Die Bundesregierung hat mit der Einsetzung einer Kommission unter Leitung von Bundesgleichstellungsministerin Karin Prien einen wichtigen Schritt zur Umsetzung der EU-Entgelttransparenzrichtlinie eingeleitet.

Bis spätestens zum 7. Juni 2026 muss Deutschland die Vorgaben der Richtlinie in nationales Recht überführen. Die Kommission mit dem Titel „Bürokratiearme Umsetzung der Entgelttransparenzrichtlinie“ hat am 17. Juli 2025 ihre Arbeit aufgenommen und soll bis zum Spätherbst konkrete Vorschläge für einen Gesetzesentwurf vorlegen.

Mit an Bord sind Vertreterinnen und Vertreter aus Wirtschaft, Wissenschaft, Gewerkschaften und HR-Verbänden - darunter auch bekannte Namen wie Carmen-Maja Rex (DGFP, Airbus) und Dr. Katharina Hermann (BPM, Burda Medien). Ziel der Kommission ist es, ein wirksames, aber zugleich praktikables Gesetz auszuarbeiten, das den europäischen Vorgaben gerecht wird und zugleich die bürokratische Belastung für Unternehmen möglichst gering hält.

Die EU-Richtlinie verfolgt das Ziel, bestehende Gehaltsunterschiede zwischen Männern und Frauen deutlich zu verringern. Vorgesehen sind unter anderem ein objektives System zur Stellenbewertung mit nachvollziehbaren Gehaltsbändern, verpflichtende Angaben zu Gehaltsspannen im Bewerbungsprozess sowie regelmäßige Berichte über geschlechtsspezifische Lohnunterschiede in Unternehmen mit mehr als 100 Beschäftigten. Unklar ist bislang, ob Angaben zur Bezahlung bereits in Stellenanzeigen erfolgen müssen oder erst im Gespräch.

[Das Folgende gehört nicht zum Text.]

//! Output tier writing.

use crate::annotation::Annotation;
use crate::constants::AUTO_VOT_TIER;
use crate::error::{Error, Result};
use crate::stitch::{StitchedInterval, check_coverage};
use tracing::{debug, info, warn};

/// What to do when the output tier is already present.
#[derive(Debug, Clone, Copy, PartialEq, Eq, Default)]
pub enum TierPolicy {
    /// Add another tier after the existing one.
    #[default]
    Append,
    /// Drop the existing tier and write a fresh one.
    Replace,
    /// Refuse to touch the file.
    Refuse,
}

/// Make room for the output tier according to `policy`.
///
/// Called before any external tool runs so a refusal costs nothing.
pub fn prepare_output_tier(annotation: &mut Annotation, policy: TierPolicy) -> Result<()> {
    if !annotation.has_tier(AUTO_VOT_TIER) {
        return Ok(());
    }

    match policy {
        TierPolicy::Append => {
            info!("'{AUTO_VOT_TIER}' tier already present, appending another one");
            Ok(())
        }
        TierPolicy::Refuse => Err(Error::TierExists {
            name: AUTO_VOT_TIER.to_string(),
            path: annotation.path().to_path_buf(),
        }),
        TierPolicy::Replace => {
            let removed = annotation.remove_tier(AUTO_VOT_TIER);
            warn!("Replacing {removed} existing '{AUTO_VOT_TIER}' tier(s)");
            Ok(())
        }
    }
}

/// Append the stitched intervals as the `AutoVOT` tier and save the file.
///
/// Coverage of the grid bounds is checked first; on failure the file is not
/// written. Zero-width fillers are dropped, as TextGrid intervals must have
/// positive length; the remaining tier is still contiguous.
pub fn append_auto_vot_tier(annotation: &mut Annotation, intervals: &[StitchedInterval]) -> Result<()> {
    check_coverage(intervals, annotation.xmin(), annotation.xmax())?;

    let written: Vec<StitchedInterval> = intervals
        .iter()
        .filter(|i| i.duration() > 0.0)
        .cloned()
        .collect();
    if written.len() < intervals.len() {
        debug!(
            "Dropped {} zero-width filler interval(s)",
            intervals.len() - written.len()
        );
    }

    annotation.append_interval_tier(AUTO_VOT_TIER, &written)?;
    annotation.save()?;

    let vots = written.iter().filter(|i| !i.is_filler()).count();
    info!(
        "Wrote tier '{AUTO_VOT_TIER}' with {vots} VOT(s) to {}",
        annotation.path().display()
    );
    Ok(())
}

#[cfg(test)]
#[allow(clippy::unwrap_used)]
mod tests {
    use super::*;
    use crate::annotation::test_support::{TierSpec, write_textgrid};
    use crate::stitch::{AnalysisWindow, Prediction, stitch_predictions};
    use tempfile::TempDir;

    const VOT_TIER: &[(f64, f64, &str)] = &[(0.0, 1.0, ""), (1.0, 1.1, "pos"), (1.1, 2.0, "")];

    #[test]
    fn test_append_and_read_back() {
        let dir = TempDir::new().unwrap();
        let path = write_textgrid(dir.path(), 0.0, 2.0, &[TierSpec::intervals("vot", VOT_TIER)]);
        let mut annotation = Annotation::read(&path).unwrap();

        let intervals = vec![
            StitchedInterval::filler(0.0, 1.04),
            StitchedInterval::new(1.04, 1.12, "0.92"),
            StitchedInterval::filler(1.12, 2.0),
        ];
        append_auto_vot_tier(&mut annotation, &intervals).unwrap();

        let reread = Annotation::read(&path).unwrap();
        assert_eq!(reread.tier_names(), vec!["vot", "AutoVOT"]);
        let tier = reread.interval_segments("AutoVOT").unwrap();
        assert_eq!(tier.len(), 3);
        assert_eq!(tier[1].mark, "0.92");
    }

    #[test]
    fn test_gapped_tier_is_not_written() {
        let dir = TempDir::new().unwrap();
        let path = write_textgrid(dir.path(), 0.0, 2.0, &[TierSpec::intervals("vot", VOT_TIER)]);
        let before = std::fs::read(&path).unwrap();
        let mut annotation = Annotation::read(&path).unwrap();

        let intervals = vec![
            StitchedInterval::filler(0.0, 1.0),
            StitchedInterval::new(1.2, 2.0, "x"),
        ];
        let result = append_auto_vot_tier(&mut annotation, &intervals);

        assert!(matches!(result, Err(Error::CoverageViolation { .. })));
        assert_eq!(std::fs::read(&path).unwrap(), before);
    }

    #[test]
    fn test_zero_width_fillers_are_dropped_on_write() {
        let dir = TempDir::new().unwrap();
        let path = write_textgrid(dir.path(), 0.0, 2.0, &[TierSpec::intervals("vot", VOT_TIER)]);
        let mut annotation = Annotation::read(&path).unwrap();

        // Back-to-back VOTs, and a first VOT starting at the grid start.
        let windows = [AnalysisWindow::new(0.0, 1.1), AnalysisWindow::new(1.1, 1.3)];
        let predictions = [
            Prediction::new("a", 0.0, 1100.0),
            Prediction::new("b", 0.0, 50.0),
        ];
        let intervals = stitch_predictions(&windows, &predictions, 0.0, 2.0).unwrap();
        assert_eq!(intervals.len(), 5);

        append_auto_vot_tier(&mut annotation, &intervals).unwrap();

        let tier = Annotation::read(&path)
            .unwrap()
            .interval_segments("AutoVOT")
            .unwrap();
        let marks: Vec<&str> = tier.iter().map(|s| s.mark.as_str()).collect();
        assert_eq!(marks, vec!["a", "b", ""]);
        assert!((tier[1].start - 1.1).abs() < 1e-9);
        assert!((tier[2].end - 2.0).abs() < 1e-9);
    }

    #[test]
    fn test_existing_tier_appended_by_default() {
        let dir = TempDir::new().unwrap();
        let path = write_textgrid(
            dir.path(),
            0.0,
            2.0,
            &[
                TierSpec::intervals("vot", VOT_TIER),
                TierSpec::intervals("AutoVOT", &[(0.0, 2.0, "")]),
            ],
        );
        let mut annotation = Annotation::read(&path).unwrap();

        prepare_output_tier(&mut annotation, TierPolicy::default()).unwrap();
        append_auto_vot_tier(
            &mut annotation,
            &[
                StitchedInterval::filler(0.0, 1.0),
                StitchedInterval::new(1.0, 1.1, "0.5"),
                StitchedInterval::filler(1.1, 2.0),
            ],
        )
        .unwrap();

        let reread = Annotation::read(&path).unwrap();
        assert_eq!(reread.tier_names(), vec!["vot", "AutoVOT", "AutoVOT"]);
    }

    #[test]
    fn test_existing_tier_refused() {
        let dir = TempDir::new().unwrap();
        let path = write_textgrid(
            dir.path(),
            0.0,
            2.0,
            &[
                TierSpec::intervals("vot", VOT_TIER),
                TierSpec::intervals("AutoVOT", &[(0.0, 2.0, "")]),
            ],
        );
        let mut annotation = Annotation::read(&path).unwrap();

        let result = prepare_output_tier(&mut annotation, TierPolicy::Refuse);
        assert!(matches!(result, Err(Error::TierExists { .. })));
    }

    #[test]
    fn test_existing_tier_replaced() {
        let dir = TempDir::new().unwrap();
        let path = write_textgrid(
            dir.path(),
            0.0,
            2.0,
            &[
                TierSpec::intervals("vot", VOT_TIER),
                TierSpec::intervals("AutoVOT", &[(0.0, 2.0, "")]),
            ],
        );
        let mut annotation = Annotation::read(&path).unwrap();

        prepare_output_tier(&mut annotation, TierPolicy::Replace).unwrap();
        assert!(!annotation.has_tier("AutoVOT"));
        assert_eq!(annotation.tier_names(), vec!["vot"]);
    }
}
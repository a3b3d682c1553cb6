//! Recording inspection.

mod header;

pub use header::{RecordingInfo, read_recording_info};
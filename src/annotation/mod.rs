//! Annotation file handling: tier rules, window extraction and tier output.

mod textgrid_file;
mod tiers;
mod windows;
mod writer;

pub use textgrid_file::{Annotation, LabeledSegment};
pub use tiers::{MarkFilter, TierDefinitions, WindowSource};
pub use windows::{WindowedVot, extract_windows};
pub use writer::{TierPolicy, append_auto_vot_tier, prepare_output_tier};
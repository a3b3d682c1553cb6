//! Configuration validation.

use crate::config::Config;
use crate::error::{Error, Result};

/// Validate the entire configuration.
pub fn validate_config(config: &Config) -> Result<()> {
    validate_tools(config)?;
    validate_defaults(config)?;
    Ok(())
}

fn validate_tools(config: &Config) -> Result<()> {
    let tools = &config.tools;

    if tools.front_end.trim().is_empty() {
        return Err(Error::ConfigValidation {
            message: "tools.front_end must not be empty".to_string(),
        });
    }

    if tools.decoder.trim().is_empty() {
        return Err(Error::ConfigValidation {
            message: "tools.decoder must not be empty".to_string(),
        });
    }

    if tools.max_onset == 0 {
        return Err(Error::ConfigValidation {
            message: "tools.max_onset must be at least 1".to_string(),
        });
    }

    Ok(())
}

fn validate_defaults(config: &Config) -> Result<()> {
    let defaults = &config.defaults;

    if defaults.vot_tier.trim().is_empty() {
        return Err(Error::ConfigValidation {
            message: "defaults.vot_tier must not be empty".to_string(),
        });
    }

    if defaults.window_min_ms >= defaults.window_max_ms {
        return Err(Error::ConfigValidation {
            message: format!(
                "window_min_ms ({}) must be less than window_max_ms ({})",
                defaults.window_min_ms, defaults.window_max_ms
            ),
        });
    }

    if defaults.min_vot_length_ms == 0 {
        return Err(Error::ConfigValidation {
            message: "min_vot_length_ms must be at least 1".to_string(),
        });
    }

    if defaults.min_vot_length_ms >= defaults.max_vot_length_ms {
        return Err(Error::ConfigValidation {
            message: format!(
                "min_vot_length_ms ({}) must be less than max_vot_length_ms ({})",
                defaults.min_vot_length_ms, defaults.max_vot_length_ms
            ),
        });
    }

    Ok(())
}
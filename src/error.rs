//! Error types for autovot.

use crate::stitch::StitchError;

/// Result type alias for autovot operations.
pub type Result<T> = std::result::Result<T, Error>;

/// Top-level error type for autovot.
#[derive(Debug, thiserror::Error)]
pub enum Error {
    /// I/O operation failed.
    #[error("I/O error: {0}")]
    Io(#[from] std::io::Error),

    /// Neither a recording nor an annotation file was given.
    #[error("both the recording and the TextGrid file must be given")]
    MissingInputs,

    /// An input file does not exist.
    #[error("{kind} file does not exist: {path}")]
    InputNotFound {
        /// What the file is (recording, TextGrid, model).
        kind: &'static str,
        /// Path to the missing file.
        path: std::path::PathBuf,
    },

    /// Configuration directory could not be determined.
    #[error("could not determine configuration directory for this platform")]
    ConfigDirNotFound,

    /// Failed to read configuration file.
    #[error("failed to read config file '{path}'")]
    ConfigRead {
        /// Path to the config file.
        path: std::path::PathBuf,
        /// Underlying I/O error.
        #[source]
        source: std::io::Error,
    },

    /// Failed to parse configuration file.
    #[error("failed to parse config file '{path}'")]
    ConfigParse {
        /// Path to the config file.
        path: std::path::PathBuf,
        /// Underlying parse error.
        #[source]
        source: toml::de::Error,
    },

    /// Configuration validation failed.
    #[error("configuration validation failed: {message}")]
    ConfigValidation {
        /// Description of the validation failure.
        message: String,
    },

    /// Failed to write configuration file.
    #[error("failed to write config file '{path}'")]
    ConfigWrite {
        /// Path to the config file.
        path: std::path::PathBuf,
        /// Underlying I/O error.
        #[source]
        source: std::io::Error,
    },

    /// Failed to serialize configuration.
    #[error("failed to serialize config")]
    ConfigSerialize {
        /// Underlying serialization error.
        #[source]
        source: toml::ser::Error,
    },

    /// Failed to open the recording.
    #[error("failed to open recording '{path}'")]
    AudioOpen {
        /// Path to the recording.
        path: std::path::PathBuf,
        /// Underlying error.
        #[source]
        source: hound::Error,
    },

    /// Failed to read or write a TextGrid.
    #[error("TextGrid error for '{path}': {reason}")]
    TextGrid {
        /// Path to the TextGrid file.
        path: std::path::PathBuf,
        /// Description of the failure.
        reason: String,
    },

    /// A requested tier is missing from the TextGrid.
    #[error("tier '{name}' not found in '{path}'")]
    TierNotFound {
        /// Tier name.
        name: String,
        /// Path to the TextGrid file.
        path: std::path::PathBuf,
    },

    /// A tier is a point tier where intervals are required.
    #[error("tier '{name}' is not an interval tier")]
    NotIntervalTier {
        /// Tier name.
        name: String,
    },

    /// The output tier already exists.
    #[error("tier '{name}' already exists in '{path}' (use --overwrite to replace it, or drop --refuse-existing to append)")]
    TierExists {
        /// Tier name.
        name: String,
        /// Path to the TextGrid file.
        path: std::path::PathBuf,
    },

    /// No analysis window could be extracted.
    #[error("no analysis windows found in tier '{tier}' matching mark '{mark}'")]
    NoWindows {
        /// Tier searched.
        tier: String,
        /// Mark filter used.
        mark: String,
    },

    /// Malformed line in the predictions file.
    #[error("invalid predictions file '{path}' at line {line}: {message}")]
    PredictionFormat {
        /// Path to the predictions file.
        path: std::path::PathBuf,
        /// One-based line number.
        line: usize,
        /// Description of the format error.
        message: String,
    },

    /// Malformed line in the window description file.
    #[error("invalid window file '{path}' at line {line}: {message}")]
    WindowFormat {
        /// Path to the window file.
        path: std::path::PathBuf,
        /// One-based line number.
        line: usize,
        /// Description of the format error.
        message: String,
    },

    /// An external tool could not be started.
    #[error("failed to start '{program}'")]
    ToolSpawn {
        /// Program that was run.
        program: String,
        /// Underlying I/O error.
        #[source]
        source: std::io::Error,
    },

    /// An external tool exited unsuccessfully.
    #[error("'{program}' failed: {status}")]
    ToolFailed {
        /// Program that was run.
        program: String,
        /// Exit status description.
        status: String,
    },

    /// Predictions could not be stitched into a tier.
    #[error(transparent)]
    Stitch(#[from] StitchError),

    /// A stitched tier does not cover its bounds contiguously.
    #[error("stitched tier is not contiguous: {message}")]
    CoverageViolation {
        /// Description of the violation.
        message: String,
    },
}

Quelle: Personalwirtschaft / Bild: depositphotos.com ID: 148494541

Kommentare (3)

Nichts

29.07.2025 10:25 Uhr Antworten

Bald wird dieses Land am Ende sein und andere über uns lachen. Ich gönne jeder Frau das gleiche Gehalt, bitte nicht falsch verstehen, aber es wird das Interesse nach einer Gründung eines Unternehmens in Deutschland auf nahezu 0 runtergehen. Zumindest nicht von Leuten, die nicht über genug Kapital verfügen und diese Entwicklung ist nicht gut.

Nippels

30.07.2025 08:39 Uhr Antworten

Es gibt keine geschlechtsspezifischen Lohnunterschiede mehr. Das wurde inzwischen mehrfach alles widerlegt.
Frauen verdienen weniger Geld, wenn sie häufiger in Teilzeit oder in Berufen arbeiten, die insgesamt niedriger vergütet werden. Das hat rein gar nichts mit der Entlohnung zu tun. Ein Technikerin verdient genauso viel wie ein Techniker. Eine Krankenpflegerin verdient genau so viel wie ein Krankenpfleger.
Das ist doch alles nur zusätzliche Gängelung. Wenn ich schon wieder lese, dass es möglichst wenig Bürokratie mit sich bringen soll, gehen gleich sämtliche Alarmglocken an.

Chris

19.08.2025 12:27 Uhr Antworten

Zu Beginn möchte ich klarstellen, dass ich jedem Mitarbeiter (m/w/d) sein Gehalt gönne.
Allein, dass man sich jetzt schon für eine einfache Aussage rechtfertigen muss, zeigt schon, wie es um dieses Land bestellt ist.

Zum einen sei gesagt, dass jeder ein freies Wahlrecht für seinen Arbeitsplatz hat. Soweit ich weiß, wird niemand mehr gezwungen einen Vertrag zu unterschreiben.
Zum anderen sehe ich es als Unternehmer, als einen unverschämten Eingriff in meine Unternehmensführung. Es muss mir doch freigestellt sein, welchem Mitarbeiter ich, welches Angebot mache, so lange es rechtens ist.

Es wird immer lächerlicher mit der EU, was mal gut gedacht war, läuft langsam komplett aus dem Ruder.